*** Opening of Provided material ***

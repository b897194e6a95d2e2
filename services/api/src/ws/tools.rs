//! Tool catalog resolution and upstream session setup.

use super::{
    client::{ClientSink, send_best_effort},
    protocol::{ErrorType, ServerMessage},
};
use crate::config::RuntimeConfig;
use avatar_core::{ToolConnector, ToolExecutor, ToolSpec, builtin};
use gemini_live::{AutomaticActivityDetection, FunctionDeclaration, Setup, Tool};
use serde_json::Value;
use std::sync::Arc;
use tracing::{error, info};

/// Schema keywords Gemini rejects in function declarations.
const UNSUPPORTED_SCHEMA_KEYS: [&str; 2] = ["$schema", "additionalProperties"];

/// The tools a session declares upstream, plus the external catalog backing some of them.
pub struct ToolCatalog {
    pub executor: Option<Arc<dyn ToolExecutor>>,
    pub tools: Vec<Tool>,
}

impl ToolCatalog {
    pub fn names(&self) -> Vec<String> {
        self.tools
            .iter()
            .flat_map(|tool| tool.function_declarations.iter())
            .map(|decl| decl.name.clone())
            .collect()
    }
}

/// Built-in tools, then any tools of the external catalog, with Google Search
/// first when grounding is on. A catalog that cannot be reached is reported to
/// the client and skipped.
pub async fn resolve_tools(
    runtime: &RuntimeConfig,
    connector: Option<Arc<dyn ToolConnector>>,
    client: &dyn ClientSink,
) -> ToolCatalog {
    let mut tools = vec![Tool::functions(declarations(builtin::builtin_tools()))];
    let mut executor = None;

    if let Some(connector) = connector {
        info!("MCP Server configuration found. Initializing MCP client.");
        match load_external(connector.as_ref()).await {
            Ok((catalog, specs)) => {
                let names: Vec<_> = specs.iter().map(|s| s.name.clone()).collect();
                info!(tools = ?names, "Using MCP tools");
                if !specs.is_empty() {
                    tools.push(Tool::functions(declarations(specs)));
                }
                executor = Some(catalog);
                send_best_effort(
                    client,
                    ServerMessage::debug(
                        format!("✅ MCP server tools loaded successfully. Available tools: {names:?}"),
                        Some("You can now use the available tools."),
                    ),
                )
                .await;
            }
            Err(e) => {
                error!(error = ?e, "Failed to load MCP server tools.");
                send_best_effort(
                    client,
                    ServerMessage::error(
                        format!("❌ Failed to load MCP server tools: {e}"),
                        Some("Please check your server configuration."),
                        ErrorType::McpConnection,
                    ),
                )
                .await;
            }
        }
    }

    if runtime.google_search_grounding {
        info!("Google Search Grounding enabled.");
        tools.insert(0, Tool::google_search());
    }

    ToolCatalog { executor, tools }
}

async fn load_external(
    connector: &dyn ToolConnector,
) -> anyhow::Result<(Arc<dyn ToolExecutor>, Vec<ToolSpec>)> {
    let catalog = connector.connect().await?;
    match catalog.list_tools().await {
        Ok(specs) => Ok((catalog, specs)),
        Err(e) => {
            if let Err(close_err) = catalog.close().await {
                error!(error = ?close_err, "Error closing MCP session");
            }
            Err(e)
        }
    }
}

fn declarations(specs: Vec<ToolSpec>) -> Vec<FunctionDeclaration> {
    specs
        .into_iter()
        .map(|spec| FunctionDeclaration {
            name: spec.name,
            description: spec.description,
            parameters: sanitize_schema(spec.parameters),
        })
        .collect()
}

/// Recursively removes schema keywords the upstream does not accept.
pub fn sanitize_schema(schema: Value) -> Value {
    match schema {
        Value::Object(map) => Value::Object(
            map.into_iter()
                .filter(|(key, _)| !UNSUPPORTED_SCHEMA_KEYS.contains(&key.as_str()))
                .map(|(key, value)| (key, sanitize_schema(value)))
                .collect(),
        ),
        Value::Array(items) => Value::Array(items.into_iter().map(sanitize_schema).collect()),
        other => other,
    }
}

/// The setup message for a new upstream session.
pub fn build_setup(runtime: &RuntimeConfig, system_instruction: &str, tools: Vec<Tool>) -> Setup {
    Setup::new(&runtime.model_name, runtime.response_modality.into())
        .with_voice(&runtime.voice_name)
        .with_system_instruction(system_instruction)
        .with_tools(tools)
        .with_activity_detection(AutomaticActivityDetection::default())
        .with_output_transcription()
}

*** Close of Provided material ***

Look above for the line containing "client and skipped." and the line containing "Server configuration found.". Transcribe both, with the lines between them, exactly.

## Exercise answer
/// the client and skipped.
pub async fn resolve_tools(
    runtime: &RuntimeConfig,
    connector: Option<Arc<dyn ToolConnector>>,
    client: &dyn ClientSink,
) -> ToolCatalog {
    let mut tools = vec![Tool::functions(declarations(builtin::builtin_tools()))];
    let mut executor = None;

    if let Some(connector) = connector {
        info!("MCP Server configuration found. Initializing MCP client.");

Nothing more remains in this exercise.